Department of Clinical Laboratory, Wenzhou People's Hospital, The Third Clinical Institute Affiliated to Wenzhou Medical University, Wenzhou, China.
Department of Cardiology, Institute of Translational Medicine, Baotou Central Hospital, Baotou, China.
J Cell Mol Med. 2020 Apr;24(8):4533-4546. doi: 10.1111/jcmm.15111. Epub 2020 Mar 9.

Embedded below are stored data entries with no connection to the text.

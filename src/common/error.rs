//! Typed error hierarchy for the simulator core.
//!
//! `anyhow` stays at the binary/test boundary; this is the precise,
//! matchable enum at the library boundary — the shape mirrors how
//! `willmccallion-rvsim`'s `common::error::Trap` gives every failure
//! mode its own variant instead of a string bag.

use thiserror::Error;

/// What went wrong during a `step`, a memory access, or binary loading.
#[derive(Debug, Error, Clone, PartialEq, Eq)]
pub enum SimError {
    /// The combinational settle pass did not reach a fixed point within
    /// the iteration bound. Indicates a wiring bug (a feedback path that
    /// does not pass through a `Reg`).
    #[error("combinational settle did not converge (possible wiring loop)")]
    CombinationalLoop,

    /// Decode failed: no (opcode, funct3, funct7) entry matches.
    #[error("illegal instruction 0x{0:08x}")]
    IllegalInstruction(u32),

    /// An instruction fetch or data access targeted an address that does
    /// not satisfy its natural alignment.
    #[error("misaligned {kind} access at 0x{addr:08x}")]
    MisalignedAccess { kind: AccessKind, addr: u32 },

    /// An access fell outside the configured memory size. Not an
    /// architectural exception since no MMU is modeled; surfaced
    /// directly to the caller.
    #[error("out-of-bounds memory access at 0x{addr:08x} (len {len})")]
    OutOfBoundsMemory { addr: u32, len: usize },

    /// `load_binary`/`load_instructions` was given something that cannot
    /// be loaded as-is (missing file, or larger than memory).
    #[error("invalid binary image: {0}")]
    InvalidBinary(String),

    /// Access to a CSR number that the CSR file does not implement.
    #[error("unimplemented CSR 0x{0:03x}")]
    CsrFault(u16),
}

/// Which kind of access a [`SimError::MisalignedAccess`] refers to.
#[derive(Debug, Clone, Copy, PartialEq, Eq)]
pub enum AccessKind {
    Instruction,
    Load,
    Store,
}

impl std::fmt::Display for AccessKind {
    fn fmt(&self, f: &mut std::fmt::Formatter<'_>) -> std::fmt::Result {
        let s = match self {
            AccessKind::Instruction => "instruction",
            AccessKind::Load => "load",
            AccessKind::Store => "store",
        };
        f.write_str(s)
    }
}

/// Shorthand used throughout the core.
pub type SimResult<T> = Result<T, SimError>;
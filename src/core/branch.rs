//! Branch/redirect unit: computes the PC the PC register will latch
//! next cycle, with exception entry and `MRET` return taking priority
//! over a taken branch, which in turn takes priority over sequential
//! `pc + 4`.

use crate::substrate::{Module, Port};

pub struct BranchUnit {
    pub pc: Port<u32>,
    pub take_branch: Port<bool>,
    pub branch_target: Port<u32>,
    pub exception_pending: Port<bool>,
    pub mtvec: Port<u32>,
    pub trap_return: Port<bool>,
    pub mepc: Port<u32>,

    pub npc: Port<u32>,
}

impl BranchUnit {
    pub fn new() -> Self {
        BranchUnit {
            pc: Port::new(0),
            take_branch: Port::new(false),
            branch_target: Port::new(0),
            exception_pending: Port::new(false),
            mtvec: Port::new(0),
            trap_return: Port::new(false),
            mepc: Port::new(0),
            npc: Port::new(0),
        }
    }
}

impl Default for BranchUnit {
    fn default() -> Self {
        Self::new()
    }
}

impl Module for BranchUnit {
    fn process(&mut self) -> bool {
        let next = if self.exception_pending.read() {
            self.mtvec.read()
        } else if self.trap_return.read() {
            self.mepc.read()
        } else if self.take_branch.read() {
            self.branch_target.read()
        } else {
            self.pc.read().wrapping_add(4)
        };

        self.npc.write(next)
    }
}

As endometrial cancer (EC) is a major threat to female health worldwide, the ability to provide an accurate diagnosis and prognosis of EC is promising to improve its treatment guidance. Since the discovery of miRNAs, it has been realized that miRNAs are associated with every cell function, including malignant transformation and metastasis. This study aimed to explore diagnostic and prognostic miRNA markers of EC. In this study, differential analysis and machine learning were performed, followed by correlation analysis of miRNA-mRNA based on the miRNA and mRNA expression data. Nine miRNAs were identified as diagnostic markers, and a diagnostic classifier was established to distinguish between EC and normal endometrium tissue with overall correct rates >95%. Five specific prognostic miRNA markers were selected to construct a prognostic model, which was confirmed more effective in identifying EC patients at high risk of mortality compared with the FIGO staging system. This study demonstrates that the expression patterns of miRNAs may hold promise for becoming diagnostic and prognostic biomarkers and novel therapeutic targets for EC.
由于子宫内膜癌(EC)是全球范围内女性健康的主要威胁,因此提供 EC 的准确诊断和预后的能力有望改善其治疗指导。自 miRNA 被发现以来,人们已经意识到 miRNA 与包括恶性转化和转移在内的每个细胞功能都有关联。本研究旨在探索 EC 的诊断和预后 miRNA 标志物。在本研究中,进行了差异分析和机器学习,然后基于 miRNA 和 mRNA 表达数据进行了 miRNA-mRNA 的相关性分析。确定了 9 个 miRNA 作为诊断标志物,并建立了一个诊断分类器,用于区分 EC 和正常子宫内膜组织,总体准确率>95%。选择了 5 个特定的预后 miRNA 标志物来构建预后模型,与 FIGO 分期系统相比,该模型在识别 EC 患者死亡风险较高方面更有效。本研究表明,miRNA 的表达模式可能有望成为 EC 的诊断和预后生物标志物以及新的治疗靶点。